Except, maybe, at Wichita State. We’ll see what the school does from here, after previously hearing a laundry list of complaints about Marshall from former players that were reported by both Stadium and The Athletic a couple of weeks ago.
But the larger problem is this: In society at large, Gregg Marshall is not alone. If anything, it seems like this Girls Are Weak mindset is making a comeback. It should be deader than rotary dial phones and fold-up maps, but it isn’t. Fighting the inexorable tide of progress, the women-hating misogynists out there are loud and proud and still living like this is the 1970s.
If masculinity is to be protected in some threatened modern cavemen clans as an imperiled virtue, there has to be a corresponding vice. That vice is to be weak, soft—possessing the characteristics of a female. And boy, has the COVID-19 pandemic created a bull market for the cave clan to question the manliness of those who think a plague is something to take seriously.
This is the mindset that led a sports media opportunist turned failed armchair epidemiologist to market a slogan, “Don’t Be A P----,” and to put that acronym in hashtags and on T-shirts. It led to the ignorant misappropriation of the term “Karen”—from an entitled complainer to any weakling who is “scared” of the virus. It has led to the social media co-opting of male names into female ones (Pat, for instance, can be swapped out for Patty and Patricia. Clever stuff, if we’re back on the fifth grade playground.) It has led to every imaginable application of female anatomy as a presumed insult.
It’s all so retrograde. Especially when you consider the breadth of evidence within sports alone that women do not lack any traditional definition of toughness, fortitude or determination.
Pat Summitt, greatest of all women basketball coaches, famously went into labor during a recruiting trip to Pennsylvania. The University of Tennessee jet flying her home wanted to make an emergency landing in Virginia so she could give birth to son Tyler, but she vetoed that plan. Summitt wanted her son born in Tennessee, so she gritted it out and delivered in Knoxville. (Childbirth in general is one area where men generally don’t want to question a woman’s toughness.)
Chaunté Lowe, Olympic high jumper, trained through chemotherapy treatments in 2019 after a double mastectomy for breast cancer. Vomiting, nausea and extreme fatigue didn’t keep her from her workouts.

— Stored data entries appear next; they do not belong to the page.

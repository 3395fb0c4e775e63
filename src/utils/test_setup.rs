use dotenvy::dotenv;
use std::sync::Once;

static INIT: Once = Once::new();

/// Loads `.env` and fills in settings that keep tests fast and local.
pub fn setup_test_env() {
    INIT.call_once(|| {
        dotenv().ok();
        if std::env::var("OUTSIDER_BIND_ADDR").is_err() {
            std::env::set_var("OUTSIDER_BIND_ADDR", "127.0.0.1:0");
        }
        if std::env::var("OUTSIDER_CONNECT_TIMEOUT_MS").is_err() {
            std::env::set_var("OUTSIDER_CONNECT_TIMEOUT_MS", "2000");
        }
        if std::env::var("OUTSIDER_JOIN_SETTLE_MS").is_err() {
            std::env::set_var("OUTSIDER_JOIN_SETTLE_MS", "20");
        }
        let _ = tracing_subscriber::fmt()
            .with_env_filter(tracing_subscriber::EnvFilter::new("outsider=debug"))
            .with_test_writer()
            .try_init();
    });
}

Anyone want to question her toughness?
Gymnast Kerri Strug vaulted on a broken leg to cinch an Olympic gold medal for the United States in 1996. Skier Lindsey Vonn endured a succession of torn ligaments, broken bones, concussion and other injuries yet kept hurling herself down the side of mountains at a championship level. Katie Ledecky’s weekly swimming yardage and intensity would break some male swimmers. Wilma Rudolph went from stricken with polio as a child to the world’s fastest female sprinter. Who wants to deem them members of a weaker sex?

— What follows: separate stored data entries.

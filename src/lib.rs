pub mod app;
pub mod models;
pub mod network;
pub mod routes;
pub mod services;
pub mod state;
pub mod utils;
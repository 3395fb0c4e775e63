use crate::state::AppState;
use axum::Router;

mod room;

pub fn create_routes(state: AppState) -> Router {
    Router::new().nest("/api/room", room::routes(state))
}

If you want another form of courage, there is the fearless barrier breaking of Billy Jean King, the Williams sisters, Becky Hammon, Nancy Lieberman, Janet Guthrie—the list is infinite, for those who choose to acknowledge it. We also might have a female vice president in a couple of weeks. So many strong women have made society better.
The Gregg Marshalls of the world keep trying to drag us backward, and he has more company than he should among the masses. But real men know that women don’t represent weakness. It’s time to have the strength to leave that stereotype—and the vulgar language that comes with it—in the past.